* TASK STATEMENT
All entries, exactly as written, should be output again.

*** Opening SUPPLIED INFORMATION ***

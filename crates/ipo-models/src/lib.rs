//! # ipo-models
//!
//! Data models for the pre-IPO news sentiment pipeline:
//! - News articles as read from the unzipped corpus
//! - Per-ticker article tables
//! - IPO reference rows and the derived company records
//! - Sentiment scores and the score table rows

pub mod article;
pub mod company;
pub mod sentiment;

pub use article::{Article, ArticleTable};
pub use company::{CompanyRecord, IpoInfoRow, IpoReferenceRow};
pub use sentiment::{SentimentScore, SentimentScoreRow};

*** Closing SUPPLIED INFORMATION ***

* WRITTEN RESPONSE
filename crates/ipo-models/src/lib.rs
//! # ipo-models
//!
//! Data models for the pre-IPO news sentiment pipeline:
//! - News articles as read from the unzipped corpus
//! - Per-ticker article tables
//! - IPO reference rows and the derived company records
//! - Sentiment scores and the score table rows

pub mod article;
pub mod company;
pub mod sentiment;

pub use article::{Article, ArticleTable};
pub use company::{CompanyRecord, IpoInfoRow, IpoReferenceRow};
pub use sentiment::{SentimentScore, SentimentScoreRow};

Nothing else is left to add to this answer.